View attachment 43796

Oh well. Jeremy decided to become fish food and get in the water to film it. After one more strong run I got him back to the boat and the line snapped right behind the jig on the leader. At this point it was getting pretty late and Jeremy and Brians computers were telling them not to dive so we decided to head in and Troy and I were going to dive one of the Army tanks on the way in. After a lot of maneuvering around to get on the spot we dropped down and only had to swim a little bit to get to one. There wasn't that much activity on there. A few decent sized triggers, some angelfish, a few grouper, lots of big sheepshead and then we spotted the biggest two snappers that we have ever seen hiding out in the tank. Checked out the tank a little more and I shot one sheepie and we headed back up. I was wearing a 5 mil out at the TimberHoles and wasn't cold until the latter part of the second dive but at the tanks Troy and I both went up early because we were so cold. Headed back and were treated to a nice dolphin/sunset cruise while plenty of people riding in the head boats next to us were paying for that privilege. 
View attachment 43797

Got back to the house at about 2000 divided up the fish and everyone headed home. 
View attachment 43798

It was a great day and I can't wait for more good weather days to be able to get out more. On a side note I bought a Pro Angler recently and have been out in it all the time (and still love going out in it) but that doesn't compare to the fun of being out in the boat and diving/fishing all day long.


----------



## Cajun Spearit (Jun 3, 2011)

Looks like we posted around the same time...Your post is much better...go figure. Thanx for the trip Brandon!!! Great time.


----------



## MillerTime (Jul 6, 2011)

Cajun Spearit said:


> Looks like we posted around the same time...Your post is much better...go figure. Thanx for the trip Brandon!!! Great time.
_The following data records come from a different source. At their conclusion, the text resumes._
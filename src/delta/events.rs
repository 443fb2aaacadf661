//! Delta events and the hydration snapshot they fold into.
//!
//! Every mutation of a flag or segment definition reaches the engine as one
//! [`DeltaEvent`]. A [`HydrationEvent`] is the materialized sum of a base
//! snapshot and every event folded into it since, kept in a canonical order.

use serde::{Deserialize, Serialize};
use sha2::{Digest, Sha256};

use crate::domain::{ClientFeature, ClientSegment};

/// Identifier assigned to a mutation by the event source.
///
/// Ids increase strictly across the process; the engine never assigns or
/// renumbers them.
pub type EventId = u64;

/// One atomic change to the distributed definitions.
///
/// On the wire this is tagged with a `type` field so SDKs can dispatch on it:
///
/// ```json
/// {"type":"feature-removed","eventId":42,"featureName":"checkout","project":"web"}
/// ```
#[derive(Debug, Clone, PartialEq, Eq, Serialize, Deserialize)]
#[serde(tag = "type", rename_all = "kebab-case")]
pub enum DeltaEvent {
    #[serde(rename_all = "camelCase")]
    FeatureUpdated {
        event_id: EventId,
        feature: ClientFeature,
    },
    #[serde(rename_all = "camelCase")]
    FeatureRemoved {
        event_id: EventId,
        feature_name: String,
        project: String,
    },
    #[serde(rename_all = "camelCase")]
    SegmentUpdated {
        event_id: EventId,
        segment: ClientSegment,
    },
    #[serde(rename_all = "camelCase")]
    SegmentRemoved { event_id: EventId, segment_id: i64 },
}

impl DeltaEvent {
    pub fn feature_updated(event_id: EventId, feature: ClientFeature) -> Self {
        Self::FeatureUpdated { event_id, feature }
    }

    pub fn feature_removed(
        event_id: EventId,
        feature_name: impl Into<String>,
        project: impl Into<String>,
    ) -> Self {
        Self::FeatureRemoved {
            event_id,
            feature_name: feature_name.into(),
            project: project.into(),
        }
    }

    pub fn segment_updated(event_id: EventId, segment: ClientSegment) -> Self {
        Self::SegmentUpdated { event_id, segment }
    }

    pub fn segment_removed(event_id: EventId, segment_id: i64) -> Self {
        Self::SegmentRemoved {
            event_id,
            segment_id,
        }
    }

    pub fn event_id(&self) -> EventId {
        match self {
            Self::FeatureUpdated { event_id, .. }
            | Self::FeatureRemoved { event_id, .. }
            | Self::SegmentUpdated { event_id, .. }
            | Self::SegmentRemoved { event_id, .. } => *event_id,
        }
    }

    /// Wire discriminator, also used as a log field.
    pub fn kind(&self) -> &'static str {
        match self {
            Self::FeatureUpdated { .. } => "feature-updated",
            Self::FeatureRemoved { .. } => "feature-removed",
            Self::SegmentUpdated { .. } => "segment-updated",
            Self::SegmentRemoved { .. } => "segment-removed",
        }
    }

    /// Name of the feature this event touches, if it is a feature event.
    pub fn feature_name(&self) -> Option<&str> {
        match self {
            Self::FeatureUpdated { feature, .. } => Some(&feature.name),
            Self::FeatureRemoved { feature_name, .. } => Some(feature_name),
            Self::SegmentUpdated { .. } | Self::SegmentRemoved { .. } => None,
        }
    }

    /// Project owning the touched feature. Segments are not project scoped.
    pub fn project(&self) -> Option<&str> {
        match self {
            Self::FeatureUpdated { feature, .. } => Some(&feature.project),
            Self::FeatureRemoved { project, .. } => Some(project),
            Self::SegmentUpdated { .. } | Self::SegmentRemoved { .. } => None,
        }
    }

    pub fn is_segment_event(&self) -> bool {
        matches!(
            self,
            Self::SegmentUpdated { .. } | Self::SegmentRemoved { .. }
        )
    }
}

/// Full state of every feature and segment as of `event_id`.
///
/// Features are kept sorted by name and segments by name then id after every
/// mutation, so equal snapshots always serialize to identical bytes.
#[derive(Debug, Clone, PartialEq, Eq, Serialize, Deserialize)]
#[serde(tag = "type", rename = "hydration", rename_all = "camelCase")]
pub struct HydrationEvent {
    pub event_id: EventId,
    pub features: Vec<ClientFeature>,
    pub segments: Vec<ClientSegment>,
}

impl HydrationEvent {
    pub fn new(
        event_id: EventId,
        features: Vec<ClientFeature>,
        segments: Vec<ClientSegment>,
    ) -> Self {
        let mut hydration = Self {
            event_id,
            features,
            segments,
        };
        hydration.sort();
        hydration
    }

    pub fn empty(event_id: EventId) -> Self {
        Self::new(event_id, Vec::new(), Vec::new())
    }

    /// Fold one event into the snapshot.
    ///
    /// The watermark moves to the event's id even when the event changes
    /// nothing, and the collections are re-sorted before returning.
    pub fn apply(&mut self, event: &DeltaEvent) {
        match event {
            DeltaEvent::FeatureUpdated { feature, .. } => {
                match self.features.iter_mut().find(|f| f.name == feature.name) {
                    Some(existing) => *existing = feature.clone(),
                    None => self.features.push(feature.clone()),
                }
            }
            DeltaEvent::FeatureRemoved { feature_name, .. } => {
                self.features.retain(|f| &f.name != feature_name);
            }
            DeltaEvent::SegmentUpdated { segment, .. } => {
                match self.segments.iter_mut().find(|s| s.id == segment.id) {
                    Some(existing) => *existing = segment.clone(),
                    None => self.segments.push(segment.clone()),
                }
            }
            DeltaEvent::SegmentRemoved { segment_id, .. } => {
                self.segments.retain(|s| s.id != *segment_id);
            }
        }

        self.event_id = event.event_id();
        self.sort();
    }

    /// Copy of this snapshot holding only the features accepted by `keep`.
    pub fn filter_features<F>(&self, keep: F) -> Self
    where
        F: Fn(&ClientFeature) -> bool,
    {
        Self {
            event_id: self.event_id,
            features: self.features.iter().filter(|f| keep(*f)).cloned().collect(),
            segments: self.segments.clone(),
        }
    }

    /// Hex sha256 over the serialized snapshot, used as an etag downstream.
    pub fn fingerprint(&self) -> String {
        // These types contain no maps with non-string keys, so serialization
        // cannot fail.
        let bytes = serde_json::to_vec(self).unwrap_or_default();
        let mut hasher = Sha256::new();
        hasher.update(&bytes);
        hex::encode(hasher.finalize())
    }

    /// The event a fresh delta cache seeds its buffer with.
    ///
    /// This is the last feature in canonical order re-issued at the
    /// snapshot's own id, falling back to the last segment when there are no
    /// features.
    pub fn seed_event(&self) -> Option<DeltaEvent> {
        if let Some(feature) = self.features.last() {
            return Some(DeltaEvent::feature_updated(self.event_id, feature.clone()));
        }
        self.segments
            .last()
            .map(|segment| DeltaEvent::segment_updated(self.event_id, segment.clone()))
    }

    fn sort(&mut self) {
        self.features.sort_by(|a, b| a.name.cmp(&b.name));
        self.segments
            .sort_by(|a, b| a.name.cmp(&b.name).then(a.id.cmp(&b.id)));
    }
}

#[cfg(test)]
mod tests {
    use super::*;

    fn names(hydration: &HydrationEvent) -> Vec<&str> {
        hydration.features.iter().map(|f| f.name.as_str()).collect()
    }

    #[test]
    fn event_serializes_with_type_tag() {
        let event = DeltaEvent::feature_removed(42, "checkout", "web");
        let json = serde_json::to_string(&event).expect("serialize");
        assert_eq!(
            json,
            r#"{"type":"feature-removed","eventId":42,"featureName":"checkout","project":"web"}"#
        );
    }

    #[test]
    fn event_deserializes_segment_removed() {
        let event: DeltaEvent =
            serde_json::from_str(r#"{"type":"segment-removed","eventId":7,"segmentId":3}"#)
                .expect("deserialize");
        assert_eq!(event, DeltaEvent::segment_removed(7, 3));
        assert_eq!(event.kind(), "segment-removed");
        assert!(event.is_segment_event());
        assert!(event.project().is_none());
    }

    #[test]
    fn unknown_event_type_is_rejected() {
        let result =
            serde_json::from_str::<DeltaEvent>(r#"{"type":"feature-archived","eventId":1}"#);
        assert!(result.is_err());
    }

    #[test]
    fn new_sorts_collections() {
        let hydration = HydrationEvent::new(
            1,
            vec![ClientFeature::new("b", "p"), ClientFeature::new("a", "p")],
            vec![
                ClientSegment::new(9, "beta"),
                ClientSegment::new(2, "alpha"),
                ClientSegment::new(1, "beta"),
            ],
        );

        assert_eq!(names(&hydration), vec!["a", "b"]);
        let segments: Vec<i64> = hydration.segments.iter().map(|s| s.id).collect();
        assert_eq!(segments, vec![2, 1, 9]);
    }

    #[test]
    fn apply_upserts_feature_in_place() {
        let mut hydration = HydrationEvent::new(1, vec![ClientFeature::new("a", "p")], vec![]);

        hydration.apply(&DeltaEvent::feature_updated(
            2,
            ClientFeature::new("a", "p").with_enabled(false),
        ));

        assert_eq!(hydration.features.len(), 1);
        assert!(!hydration.features[0].enabled);
        assert_eq!(hydration.event_id, 2);
    }

    #[test]
    fn apply_noop_removal_still_advances_watermark() {
        let mut hydration = HydrationEvent::empty(5);
        hydration.apply(&DeltaEvent::feature_removed(6, "missing", "p"));
        assert_eq!(hydration.event_id, 6);
        assert!(hydration.features.is_empty());
    }

    #[test]
    fn apply_segment_update_and_remove() {
        let mut hydration = HydrationEvent::empty(1);
        hydration.apply(&DeltaEvent::segment_updated(2, ClientSegment::new(4, "zeta")));
        hydration.apply(&DeltaEvent::segment_updated(3, ClientSegment::new(1, "alpha")));
        hydration.apply(&DeltaEvent::segment_updated(4, ClientSegment::new(4, "beta")));

        let labels: Vec<(&str, i64)> = hydration
            .segments
            .iter()
            .map(|s| (s.name.as_str(), s.id))
            .collect();
        assert_eq!(labels, vec![("alpha", 1), ("beta", 4)]);

        hydration.apply(&DeltaEvent::segment_removed(5, 4));
        assert_eq!(hydration.segments.len(), 1);
        assert_eq!(hydration.event_id, 5);
    }

    #[test]
    fn hydration_serializes_with_tag() {
        let json = serde_json::to_string(&HydrationEvent::empty(3)).expect("serialize");
        assert_eq!(
            json,
            r#"{"type":"hydration","eventId":3,"features":[],"segments":[]}"#
        );
    }

    #[test]
    fn fingerprint_ignores_insertion_order() {
        let left = HydrationEvent::new(
            4,
            vec![ClientFeature::new("a", "p"), ClientFeature::new("b", "p")],
            vec![],
        );
        let right = HydrationEvent::new(
            4,
            vec![ClientFeature::new("b", "p"), ClientFeature::new("a", "p")],
            vec![],
        );
        assert_eq!(left.fingerprint(), right.fingerprint());
        assert_eq!(left.fingerprint().len(), 64);

        let changed = HydrationEvent::new(5, vec![ClientFeature::new("a", "p")], vec![]);
        assert_ne!(left.fingerprint(), changed.fingerprint());
    }

    #[test]
    fn seed_event_prefers_last_feature() {
        let hydration = HydrationEvent::new(
            9,
            vec![ClientFeature::new("z", "p"), ClientFeature::new("a", "p")],
            vec![ClientSegment::new(1, "s")],
        );
        let seed = hydration.seed_event().expect("seed");
        assert_eq!(seed.event_id(), 9);
        assert_eq!(seed.feature_name(), Some("z"));

        let segments_only = HydrationEvent::new(3, vec![], vec![ClientSegment::new(1, "s")]);
        let seed = segments_only.seed_event().expect("segment seed");
        assert!(seed.is_segment_event());

        assert!(HydrationEvent::empty(1).seed_event().is_none());
    }
}
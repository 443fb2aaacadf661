use std::sync::{Mutex, MutexGuard, PoisonError, RwLock, RwLockReadGuard, RwLockWriteGuard};

use tracing::warn;

fn recover<G>(
    poisoned: PoisonError<G>,
    target: &'static str,
    op: &'static str,
    lock_kind: &'static str,
) -> G {
    warn!(
        op,
        target_module = target,
        lock_kind,
        result = "poisoned_recovered",
        hint = "last published delta state is kept",
        "Recovered from poisoned delta lock"
    );
    poisoned.into_inner()
}

pub(crate) fn rw_read<'a, T>(
    lock: &'a RwLock<T>,
    target: &'static str,
    op: &'static str,
) -> RwLockReadGuard<'a, T> {
    lock.read()
        .unwrap_or_else(|poisoned| recover(poisoned, target, op, "rwlock.read"))
}

pub(crate) fn rw_write<'a, T>(
    lock: &'a RwLock<T>,
    target: &'static str,
    op: &'static str,
) -> RwLockWriteGuard<'a, T> {
    lock.write()
        .unwrap_or_else(|poisoned| recover(poisoned, target, op, "rwlock.write"))
}

pub(crate) fn mutex_lock<'a, T>(
    lock: &'a Mutex<T>,
    target: &'static str,
    op: &'static str,
) -> MutexGuard<'a, T> {
    lock.lock()
        .unwrap_or_else(|poisoned| recover(poisoned, target, op, "mutex.lock"))
}
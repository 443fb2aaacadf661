use std::{process, sync::Arc};

use flagsync::{
    application::{error::AppError, sync::SyncService},
    config,
    delta::{DeltaConfig, DeltaRegistry, StateStore},
    infra::{
        error::InfraError,
        http::{self, HttpState},
        telemetry,
    },
};
use tokio::{sync::oneshot, task::JoinError};
use tracing::{Dispatch, Level, dispatcher, error, info, warn};
use tracing_subscriber::fmt as tracing_fmt;

#[tokio::main]
async fn main() {
    if let Err(error) = run().await {
        report_application_error(&error);
        process::exit(1);
    }
}

fn report_application_error(error: &AppError) {
    if dispatcher::has_been_set() {
        error!(error = %error, "application error");
        return;
    }

    let subscriber = tracing_fmt().with_max_level(Level::ERROR).finish();
    let dispatch = Dispatch::new(subscriber);
    dispatcher::with_default(&dispatch, || {
        error!(error = %error, "application error");
    });
}

async fn run() -> Result<(), AppError> {
    let (cli_args, settings) = config::load_with_cli()
        .map_err(|err| AppError::unexpected(format!("failed to load configuration: {err}")))?;

    let command = cli_args
        .command
        .unwrap_or(config::Command::Serve(Box::<config::ServeArgs>::default()));

    telemetry::init(&settings.logging).map_err(AppError::from)?;

    match command {
        config::Command::Serve(_) => run_serve(settings).await,
        config::Command::Check(_) => run_check(settings).await,
    }
}

async fn run_serve(settings: config::Settings) -> Result<(), AppError> {
    let store = Arc::new(StateStore::from_file(&settings.state.path).await?);
    let registry = Arc::new(DeltaRegistry::new(DeltaConfig::from(&settings.delta)));
    let sync = Arc::new(SyncService::new(store, registry));

    serve_http(&settings, HttpState::new(sync)).await
}

async fn run_check(settings: config::Settings) -> Result<(), AppError> {
    let store = StateStore::from_file(&settings.state.path).await?;
    info!(
        addr = %settings.server.addr,
        max_length = settings.delta.max_length.get(),
        state_path = %settings.state.path.display(),
        event_id = store.event_id(),
        environments = ?store.environments(),
        "Configuration and state file are valid"
    );
    Ok(())
}

async fn serve_http(settings: &config::Settings, state: HttpState) -> Result<(), AppError> {
    let router = http::build_router(state);

    let listener = tokio::net::TcpListener::bind(settings.server.addr)
        .await
        .map_err(|err| AppError::from(InfraError::from(err)))?;
    info!(addr = %settings.server.addr, "Listening");

    let (shutdown_tx, shutdown_rx) = oneshot::channel::<()>();
    let server = axum::serve(listener, router.into_make_service()).with_graceful_shutdown(
        async move {
            let _ = shutdown_rx.await;
        },
    );
    let mut server = tokio::spawn(async move { server.await });

    tokio::select! {
        result = &mut server => return server_result(result),
        () = shutdown_signal() => {}
    }

    let _ = shutdown_tx.send(());
    let grace = settings.server.graceful_shutdown;
    match tokio::time::timeout(grace, &mut server).await {
        Ok(result) => server_result(result),
        Err(_) => {
            warn!(
                grace_seconds = grace.as_secs(),
                "Graceful shutdown timed out, dropping open connections"
            );
            server.abort();
            Ok(())
        }
    }
}

fn server_result(result: Result<std::io::Result<()>, JoinError>) -> Result<(), AppError> {
    match result {
        Ok(Ok(())) => Ok(()),
        Ok(Err(err)) => Err(AppError::unexpected(format!("server error: {err}"))),
        Err(err) => Err(AppError::unexpected(format!("server task failed: {err}"))),
    }
}

async fn shutdown_signal() {
    if let Err(err) = tokio::signal::ctrl_c().await {
        error!(error = %err, "failed to listen for shutdown signal");
        std::future::pending::<()>().await;
    }
    info!("Shutdown signal received");
}
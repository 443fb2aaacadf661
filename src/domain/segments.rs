//! Segment definitions shared by strategies across features.

use serde::{Deserialize, Serialize};

use super::features::Constraint;

/// A reusable set of constraints referenced from strategies by id.
#[derive(Debug, Clone, PartialEq, Eq, Serialize, Deserialize)]
pub struct ClientSegment {
    pub id: i64,
    #[serde(default)]
    pub name: String,
    #[serde(default)]
    pub constraints: Vec<Constraint>,
}

impl ClientSegment {
    pub fn new(id: i64, name: impl Into<String>) -> Self {
        Self {
            id,
            name: name.into(),
            constraints: Vec::new(),
        }
    }

    pub fn with_constraint(mut self, constraint: Constraint) -> Self {
        self.constraints.push(constraint);
        self
    }
}
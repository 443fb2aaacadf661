//! SDK-facing endpoints.

use axum::{
    Json,
    extract::{Query, State},
    http::{
        HeaderMap, HeaderValue, StatusCode,
        header::{ETAG, IF_NONE_MATCH},
    },
    response::{IntoResponse, Response},
};
use serde::Deserialize;

use crate::{
    application::sync::SyncRequest,
    delta::{DEFAULT_ENVIRONMENT, EventId, ScopeKey},
};

use super::{HttpState, error::ApiError};

#[derive(Debug, Default, Deserialize)]
#[serde(default, rename_all = "camelCase")]
pub(super) struct ClientQuery {
    environment: Option<String>,
    /// Comma-separated project list; absent or `*` means every project.
    project: Option<String>,
    name_prefix: Option<String>,
}

impl ClientQuery {
    fn scope(&self) -> ScopeKey {
        let environment = self
            .environment
            .as_deref()
            .map(str::trim)
            .filter(|env| !env.is_empty())
            .unwrap_or(DEFAULT_ENVIRONMENT);
        let projects = self.project.as_deref().unwrap_or_default().split(',');
        ScopeKey::new(environment, projects)
    }

    fn name_prefix(&self) -> String {
        self.name_prefix.clone().unwrap_or_default()
    }
}

pub(super) async fn delta(
    State(state): State<HttpState>,
    Query(query): Query<ClientQuery>,
    headers: HeaderMap,
) -> Result<Response, ApiError> {
    let request = SyncRequest {
        scope: query.scope(),
        last_event_id: if_none_match(&headers).and_then(|tag| tag.parse::<EventId>().ok()),
        name_prefix: query.name_prefix(),
    };

    let outcome = state.sync.sync(&request).await?;
    let etag = quoted(&outcome.revision().to_string());

    let response = match outcome.into_response() {
        None => StatusCode::NOT_MODIFIED.into_response(),
        Some(body) => Json(body).into_response(),
    };
    Ok(with_etag(response, &etag))
}

pub(super) async fn features(
    State(state): State<HttpState>,
    Query(query): Query<ClientQuery>,
    headers: HeaderMap,
) -> Result<Response, ApiError> {
    let snapshot = state
        .sync
        .snapshot(&query.scope(), &query.name_prefix())
        .await?;
    let fingerprint = snapshot.fingerprint();
    let etag = quoted(&fingerprint);

    let response = if if_none_match(&headers).as_deref() == Some(fingerprint.as_str()) {
        StatusCode::NOT_MODIFIED.into_response()
    } else {
        Json(snapshot).into_response()
    };
    Ok(with_etag(response, &etag))
}

/// The entity tag a client sent, without weak prefix or quotes.
fn if_none_match(headers: &HeaderMap) -> Option<String> {
    let raw = headers.get(IF_NONE_MATCH)?.to_str().ok()?.trim();
    let raw = raw.strip_prefix("W/").unwrap_or(raw);
    let tag = raw.trim_matches('"');
    (!tag.is_empty()).then(|| tag.to_string())
}

fn quoted(tag: &str) -> String {
    format!("\"{tag}\"")
}

fn with_etag(mut response: Response, etag: &str) -> Response {
    if let Ok(value) = HeaderValue::from_str(etag) {
        response.headers_mut().insert(ETAG, value);
    }
    response
}
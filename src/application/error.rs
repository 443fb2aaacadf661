use std::error::Error as StdError;

use axum::{http::StatusCode, response::Response};
use thiserror::Error;

use crate::{delta::SourceError, infra::error::InfraError};

/// Diagnostic attached to failed responses for the logging middleware.
#[derive(Debug, Clone)]
pub struct ErrorReport {
    pub source: &'static str,
    pub status: StatusCode,
    pub messages: Vec<String>,
}

impl ErrorReport {
    pub fn from_error(source: &'static str, status: StatusCode, error: &dyn StdError) -> Self {
        let mut messages = vec![error.to_string()];
        let mut current = error.source();
        while let Some(inner) = current {
            messages.push(inner.to_string());
            current = inner.source();
        }
        Self {
            source,
            status,
            messages,
        }
    }

    pub fn from_message(
        source: &'static str,
        status: StatusCode,
        message: impl Into<String>,
    ) -> Self {
        Self {
            source,
            status,
            messages: vec![message.into()],
        }
    }

    pub fn attach(self, response: &mut Response) {
        response.extensions_mut().insert(self);
    }
}

#[derive(Debug, Error)]
pub enum AppError {
    #[error(transparent)]
    Infra(#[from] InfraError),
    #[error(transparent)]
    Source(#[from] SourceError),
    #[error("validation failed: {0}")]
    Validation(String),
    #[error("unexpected error: {0}")]
    Unexpected(String),
}

impl AppError {
    pub fn validation(message: impl Into<String>) -> Self {
        Self::Validation(message.into())
    }

    pub fn unexpected(message: impl Into<String>) -> Self {
        Self::Unexpected(message.into())
    }

    pub fn status_code(&self) -> StatusCode {
        match self {
            AppError::Source(SourceError::UnknownEnvironment { .. }) => StatusCode::NOT_FOUND,
            AppError::Validation(_) => StatusCode::BAD_REQUEST,
            AppError::Source(SourceError::Read { .. } | SourceError::Parse { .. }) => {
                StatusCode::SERVICE_UNAVAILABLE
            }
            AppError::Infra(_) | AppError::Unexpected(_) => StatusCode::INTERNAL_SERVER_ERROR,
        }
    }

    pub fn presentation_message(&self) -> &'static str {
        match self {
            AppError::Source(SourceError::UnknownEnvironment { .. }) => "Unknown environment",
            AppError::Validation(_) => "Request could not be processed",
            AppError::Source(_) => "Feature state temporarily unavailable",
            AppError::Infra(InfraError::Configuration { .. }) => "Service misconfigured",
            AppError::Infra(InfraError::Telemetry(_)) => "Logging subsystem could not start",
            AppError::Infra(InfraError::Io(_)) => "I/O failure during request",
            AppError::Unexpected(_) => "Unexpected error occurred",
        }
    }
}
I looked at the times and we both posted at 0918. No problem on the trip. Glad you had fun and remember you are welcome anytime. We hope to be there on Saturday.


----------



## Cajun Spearit (Jun 3, 2011)

Cool man...you should have my address...


----------



## WhackUmStackUm (Jan 31, 2010)

Great post. Thanks!


----------



## coolbluestreak (Jun 27, 2011)

Wow, Dude! talk about play by play, I'm having flash backs right now!

Thanks again for the ride!:thumbsup:


----------



## Cajun Spearit (Jun 3, 2011)

You know, I hear folks say that you should replace your speargun bands every year...I always thought, "yeah right". Well, what happens on the first dive? Two bands pop on the first load!!! Sometimes Cajuns only learn through experience...


----------



## coolbluestreak (Jun 27, 2011)

I know yours broke but, I could swear that mine lost power/speed since last fall, because I missed everything that was moving fwd. 
Maybe I’m just out of practice???


----------



## MillerTime (Jul 6, 2011)

coolbluestreak said:


> I know yours broke but, I could swear that mine lost power/speed since last fall, because I missed everything that was moving fwd.
> Maybe I&#146;m just out of practice???


I am going to go with you being out of practice as the reason why.


----------



## coolbluestreak (Jun 27, 2011)

Brandon, what kind of rod and reel were you using when you hooked that shark?


----------



## MillerTime (Jul 6, 2011)

coolbluestreak said:


> Brandon, what kind of rod and reel were you using when you hooked that shark?


Shimano Saragosa 10000 on a Shimano Trevala jigging rod. I had 65lb power pro with an 80lb mono leader and a 100g jig. Got everything except the jig from outcast.


----------



## ButlerCoOwner (Oct 10, 2008)

Great Post on what sounds like a phenomenal day on the water!


----------